Task goal » Write out the entries below exactly, from the first line to the one with "pub fn usd_100()", both ends included.
--- Supplied data ---
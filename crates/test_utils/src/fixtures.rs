//! Pre-built Test Fixtures
//!
//! Provides ready-to-use test data for common entities across the tax
//! filing portal. These fixtures are designed to be consistent and
//! predictable for unit tests.

use chrono::{DateTime, Days, NaiveDate, TimeZone, Utc};
use rust_decimal_macros::dec;
use uuid::Uuid;

use core_kernel::{
    Actor, BillId, ClientId, Currency, Money, Rate, RequestId, ReturnId, Role, UserId,
};

/// Fixture for Money test data
pub struct MoneyFixtures;

impl MoneyFixtures {
    /// Standard declared salary income
    pub fn salary_income() -> Money {
        Money::rupees(dec!(2_500_000))
    }

    /// Standard annual filing fee
    pub fn filing_fee() -> Money {
        Money::rupees(dec!(35_000))
    }

    /// Standard consultation fee
    pub fn consultation_fee() -> Money {
        Money::rupees(dec!(5_000))
    }

    /// Zero rupees
    pub fn zero() -> Money {
        Money::zero(Currency::PKR)
    }

    /// A USD amount for currency mismatch tests
    pub fn usd_100() -> Money {
        Money::new(dec!(100.00), Currency::USD)
    }
}

/// Fixture for rate test data
pub struct RateFixtures;

impl RateFixtures {
    /// Standard manually entered tax rate (5%)
    pub fn standard_rate() -> Rate {
        Rate::from_percentage(dec!(5))
    }

    /// Elevated rate for higher brackets (10%)
    pub fn elevated_rate() -> Rate {
        Rate::from_percentage(dec!(10))
    }
}

/// Fixture for temporal test data
pub struct TemporalFixtures;

impl TemporalFixtures {
    /// Tax year the standard fixtures file for
    pub fn tax_year() -> u16 {
        2024
    }

    /// Standard submission timestamp
    pub fn submission_time() -> DateTime<Utc> {
        Utc.with_ymd_and_hms(2025, 3, 10, 9, 30, 0).unwrap()
    }

    /// A due date comfortably in the future
    pub fn due_in_30_days() -> NaiveDate {
        Utc::now().date_naive() + Days::new(30)
    }

    /// A due date already in the past, for overdue checks
    pub fn past_due_date() -> NaiveDate {
        NaiveDate::from_ymd_opt(2024, 1, 31).unwrap()
    }
}

/// Fixture for identifier test data
pub struct IdFixtures;

impl IdFixtures {
    /// Creates a deterministic return ID for testing
    pub fn return_id() -> ReturnId {
        ReturnId::from_uuid(Uuid::parse_str("550e8400-e29b-41d4-a716-446655440001").unwrap())
    }

    /// Creates a deterministic client ID for testing
    pub fn client_id() -> ClientId {
        ClientId::from_uuid(Uuid::parse_str("550e8400-e29b-41d4-a716-446655440002").unwrap())
    }

    /// Creates a deterministic bill ID for testing
    pub fn bill_id() -> BillId {
        BillId::from_uuid(Uuid::parse_str("550e8400-e29b-41d4-a716-446655440003").unwrap())
    }

    /// Creates a deterministic request ID for testing
    pub fn request_id() -> RequestId {
        RequestId::from_uuid(Uuid::parse_str("550e8400-e29b-41d4-a716-446655440004").unwrap())
    }

    /// Creates a deterministic user ID for testing
    pub fn user_id() -> UserId {
        UserId::from_uuid(Uuid::parse_str("550e8400-e29b-41d4-a716-446655440005").unwrap())
    }
}

/// Fixture for string test data
pub struct StringFixtures;

impl StringFixtures {
    /// Test client display name
    pub fn client_name() -> &'static str {
        "Ahmed Hassan"
    }

    /// Test employee display name
    pub fn employee_name() -> &'static str {
        "Sara Khan"
    }

    /// Test officer display name
    pub fn officer_name() -> &'static str {
        "Officer Malik"
    }

    /// Standard uploaded document name
    pub fn document_name() -> &'static str {
        "salary_certificate.pdf"
    }

    /// Standard bill description
    pub fn bill_description() -> &'static str {
        "Tax Filing Services - FY 2024"
    }

    /// Standard info request subject
    pub fn request_subject() -> &'static str {
        "Missing rental income details"
    }
}

/// Fixture for caller identities
pub struct ActorFixtures;

impl ActorFixtures {
    /// A client actor with a fresh user id
    pub fn client() -> Actor {
        Actor::new(UserId::new(), StringFixtures::client_name(), Role::Client)
    }

    /// An employee actor with a fresh user id
    pub fn employee() -> Actor {
        Actor::new(UserId::new(), StringFixtures::employee_name(), Role::Employee)
    }

    /// An FBR officer actor with a fresh user id
    pub fn officer() -> Actor {
        Actor::new(UserId::new(), StringFixtures::officer_name(), Role::FbrOfficer)
    }

    /// A client actor bound to an existing client id
    pub fn client_for(client_id: ClientId) -> Actor {
        Actor::new(client_id.into(), StringFixtures::client_name(), Role::Client)
    }
}
//! In-memory adapters
//!
//! Backing store for tests and single-process deployments. Each adapter
//! holds its aggregates in a `RwLock`ed map and applies every transition
//! through the aggregate's own method while holding the write lock, so
//! the check and the write are one atomic step.

use async_trait::async_trait;
use chrono::{DateTime, Utc};
use std::collections::HashMap;
use tokio::sync::RwLock;

use core_kernel::{BillId, NotificationId, PortError, RequestId, ReturnId};
use domain_billing::{Bill, BillFilter, BillRepository, BillingError};
use domain_filing::{
    DecisionRuling, DocumentRef, FilingError, IncomeEntry, ReturnFilter, ReturnRepository,
    TaxAssessment, TaxReturn, VerificationOutcome,
};
use domain_notify::{Notification, NotificationFilter, NotificationRepository};
use domain_requests::{InfoRequest, RequestError, RequestFilter, RequestRepository, ThreadMessage};

use crate::error::{billing_err, filing_err, request_err};

/// In-memory tax return store
#[derive(Default)]
pub struct MemoryReturnStore {
    returns: RwLock<HashMap<ReturnId, TaxReturn>>,
}

impl MemoryReturnStore {
    pub fn new() -> Self {
        Self::default()
    }

    async fn mutate<F>(&self, id: ReturnId, f: F) -> Result<TaxReturn, PortError>
    where
        F: FnOnce(&mut TaxReturn) -> Result<(), FilingError>,
    {
        let mut returns = self.returns.write().await;
        let tax_return = returns
            .get_mut(&id)
            .ok_or_else(|| PortError::not_found("TaxReturn", id))?;
        f(tax_return).map_err(filing_err)?;
        Ok(tax_return.clone())
    }
}

#[async_trait]
impl ReturnRepository for MemoryReturnStore {
    async fn insert(&self, tax_return: &TaxReturn) -> Result<(), PortError> {
        let mut returns = self.returns.write().await;
        if returns.contains_key(&tax_return.id) {
            return Err(PortError::conflict(format!(
                "return {} already exists",
                tax_return.id
            )));
        }
        returns.insert(tax_return.id, tax_return.clone());
        Ok(())
    }

    async fn fetch(&self, id: ReturnId) -> Result<TaxReturn, PortError> {
        self.returns
            .read()
            .await
            .get(&id)
            .cloned()
            .ok_or_else(|| PortError::not_found("TaxReturn", id))
    }

    async fn list(&self, filter: &ReturnFilter) -> Result<Vec<TaxReturn>, PortError> {
        let returns = self.returns.read().await;
        let mut out: Vec<TaxReturn> = returns
            .values()
            .filter(|r| filter.client_id.map_or(true, |c| r.client_id == c))
            .filter(|r| !filter.decision_eligible || r.is_decision_eligible())
            .cloned()
            .collect();
        out.sort_by(|a, b| b.created_at.cmp(&a.created_at));
        Ok(out)
    }

    async fn attach_document(
        &self,
        id: ReturnId,
        document: DocumentRef,
    ) -> Result<TaxReturn, PortError> {
        self.mutate(id, |r| r.attach_document(document)).await
    }

    async fn update_income(
        &self,
        id: ReturnId,
        income_entries: Vec<IncomeEntry>,
    ) -> Result<TaxReturn, PortError> {
        self.mutate(id, |r| r.update_income(income_entries)).await
    }

    async fn acknowledge_declaration(&self, id: ReturnId) -> Result<TaxReturn, PortError> {
        self.mutate(id, |r| r.acknowledge_declaration()).await
    }

    async fn submit(&self, id: ReturnId, now: DateTime<Utc>) -> Result<TaxReturn, PortError> {
        self.mutate(id, |r| r.submit(now)).await
    }

    async fn begin_review(&self, id: ReturnId) -> Result<TaxReturn, PortError> {
        self.mutate(id, |r| r.begin_review()).await
    }

    async fn verify(
        &self,
        id: ReturnId,
        outcome: VerificationOutcome,
    ) -> Result<TaxReturn, PortError> {
        self.mutate(id, |r| r.verify(outcome)).await
    }

    async fn save_assessment(
        &self,
        id: ReturnId,
        assessment: &TaxAssessment,
    ) -> Result<TaxReturn, PortError> {
        let assessment = assessment.clone();
        self.mutate(id, |r| r.record_assessment(assessment)).await
    }

    async fn take_up(&self, id: ReturnId) -> Result<TaxReturn, PortError> {
        self.mutate(id, |r| r.take_up_review()).await
    }

    async fn decide(&self, id: ReturnId, ruling: DecisionRuling) -> Result<TaxReturn, PortError> {
        self.mutate(id, |r| r.apply_decision(ruling)).await
    }
}

/// In-memory info request store
#[derive(Default)]
pub struct MemoryRequestStore {
    requests: RwLock<HashMap<RequestId, InfoRequest>>,
}

impl MemoryRequestStore {
    pub fn new() -> Self {
        Self::default()
    }

    async fn mutate<F>(&self, id: RequestId, f: F) -> Result<InfoRequest, PortError>
    where
        F: FnOnce(&mut InfoRequest) -> Result<(), RequestError>,
    {
        let mut requests = self.requests.write().await;
        let request = requests
            .get_mut(&id)
            .ok_or_else(|| PortError::not_found("InfoRequest", id))?;
        f(request).map_err(request_err)?;
        Ok(request.clone())
    }
}

#[async_trait]
impl RequestRepository for MemoryRequestStore {
    async fn insert(&self, request: &InfoRequest) -> Result<(), PortError> {
        let mut requests = self.requests.write().await;
        if requests.contains_key(&request.id) {
            return Err(PortError::conflict(format!(
                "request {} already exists",
                request.id
            )));
        }
        requests.insert(request.id, request.clone());
        Ok(())
    }

    async fn fetch(&self, id: RequestId) -> Result<InfoRequest, PortError> {
        self.requests
            .read()
            .await
            .get(&id)
            .cloned()
            .ok_or_else(|| PortError::not_found("InfoRequest", id))
    }

    async fn list(&self, filter: &RequestFilter) -> Result<Vec<InfoRequest>, PortError> {
        let requests = self.requests.read().await;
        let mut out: Vec<InfoRequest> = requests
            .values()
            .filter(|r| filter.return_id.map_or(true, |rid| r.return_id == rid))
            .filter(|r| filter.client_id.map_or(true, |c| r.client_id == c))
            .cloned()
            .collect();
        out.sort_by(|a, b| b.last_updated.cmp(&a.last_updated));
        Ok(out)
    }

    async fn append_reply(
        &self,
        id: RequestId,
        message: ThreadMessage,
    ) -> Result<InfoRequest, PortError> {
        self.mutate(id, |r| r.reply(message)).await
    }

    async fn resolve(&self, id: RequestId) -> Result<InfoRequest, PortError> {
        self.mutate(id, |r| r.resolve()).await
    }

    async fn close(&self, id: RequestId) -> Result<InfoRequest, PortError> {
        self.mutate(id, |r| r.close()).await
    }
}

/// In-memory bill store
#[derive(Default)]
pub struct MemoryBillStore {
    bills: RwLock<HashMap<BillId, Bill>>,
}

impl MemoryBillStore {
    pub fn new() -> Self {
        Self::default()
    }

    async fn mutate<F>(&self, id: BillId, f: F) -> Result<Bill, PortError>
    where
        F: FnOnce(&mut Bill) -> Result<(), BillingError>,
    {
        let mut bills = self.bills.write().await;
        let bill = bills
            .get_mut(&id)
            .ok_or_else(|| PortError::not_found("Bill", id))?;
        f(bill).map_err(billing_err)?;
        Ok(bill.clone())
    }
}

#[async_trait]
impl BillRepository for MemoryBillStore {
    async fn insert(&self, bill: &Bill) -> Result<(), PortError> {
        let mut bills = self.bills.write().await;
        if bills.contains_key(&bill.id) {
            return Err(PortError::conflict(format!("bill {} already exists", bill.id)));
        }
        bills.insert(bill.id, bill.clone());
        Ok(())
    }

    async fn fetch(&self, id: BillId) -> Result<Bill, PortError> {
        self.bills
            .read()
            .await
            .get(&id)
            .cloned()
            .ok_or_else(|| PortError::not_found("Bill", id))
    }

    async fn list(&self, filter: &BillFilter) -> Result<Vec<Bill>, PortError> {
        let bills = self.bills.read().await;
        let mut out: Vec<Bill> = bills
            .values()
            .filter(|b| filter.client_id.map_or(true, |c| b.client_id == c))
            .cloned()
            .collect();
        out.sort_by(|a, b| b.created_at.cmp(&a.created_at));
        Ok(out)
    }

    async fn pay(&self, id: BillId) -> Result<Bill, PortError> {
        self.mutate(id, |b| b.pay()).await
    }

    async fn cancel(&self, id: BillId) -> Result<Bill, PortError> {
        self.mutate(id, |b| b.cancel()).await
    }
}

/// In-memory notification store
#[derive(Default)]
pub struct MemoryNotificationStore {
    notifications: RwLock<HashMap<NotificationId, Notification>>,
}

impl MemoryNotificationStore {
    pub fn new() -> Self {
        Self::default()
    }
}

#[async_trait]
impl NotificationRepository for MemoryNotificationStore {
    async fn insert(&self, notification: &Notification) -> Result<(), PortError> {
        self.notifications
            .write()
            .await
            .insert(notification.id, notification.clone());
        Ok(())
    }

    async fn fetch(&self, id: NotificationId) -> Result<Notification, PortError> {
        self.notifications
            .read()
            .await
            .get(&id)
            .cloned()
            .ok_or_else(|| PortError::not_found("Notification", id))
    }

    async fn list(&self, filter: &NotificationFilter) -> Result<Vec<Notification>, PortError> {
        let notifications = self.notifications.read().await;
        let mut out: Vec<Notification> = notifications
            .values()
            .filter(|n| filter.recipient_id.map_or(true, |r| n.recipient_id == r))
            .filter(|n| !filter.unread_only || !n.read)
            .cloned()
            .collect();
        out.sort_by(|a, b| b.created_at.cmp(&a.created_at));
        Ok(out)
    }

    async fn mark_read(&self, id: NotificationId) -> Result<Notification, PortError> {
        let mut notifications = self.notifications.write().await;
        let notification = notifications
            .get_mut(&id)
            .ok_or_else(|| PortError::not_found("Notification", id))?;
        notification.mark_read();
        Ok(notification.clone())
    }
}
//! Request handlers

pub mod bills;
pub mod health;
pub mod notify;
pub mod requests;
pub mod returns;
pub mod review;

use std::str::FromStr;

use crate::error::ApiError;

/// Parses a path or query identifier, accepting both the prefixed display
/// form (e.g. `TRN-<uuid>`) and a bare UUID
pub(crate) fn parse_id<T: FromStr>(raw: &str, what: &str) -> Result<T, ApiError> {
    raw.parse()
        .map_err(|_| ApiError::BadRequest(format!("invalid {what} id: {raw}")))
}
---
Completed task »
filename crates/test_utils/src/fixtures.rs
//! Pre-built Test Fixtures
//!
//! Provides ready-to-use test data for common entities across the tax
//! filing portal. These fixtures are designed to be consistent and
//! predictable for unit tests.

use chrono::{DateTime, Days, NaiveDate, TimeZone, Utc};
use rust_decimal_macros::dec;
use uuid::Uuid;

use core_kernel::{
    Actor, BillId, ClientId, Currency, Money, Rate, RequestId, ReturnId, Role, UserId,
};

/// Fixture for Money test data
pub struct MoneyFixtures;

impl MoneyFixtures {
    /// Standard declared salary income
    pub fn salary_income() -> Money {
        Money::rupees(dec!(2_500_000))
    }

    /// Standard annual filing fee
    pub fn filing_fee() -> Money {
        Money::rupees(dec!(35_000))
    }

    /// Standard consultation fee
    pub fn consultation_fee() -> Money {
        Money::rupees(dec!(5_000))
    }

    /// Zero rupees
    pub fn zero() -> Money {
        Money::zero(Currency::PKR)
    }

    /// A USD amount for currency mismatch tests
    pub fn usd_100() -> Money {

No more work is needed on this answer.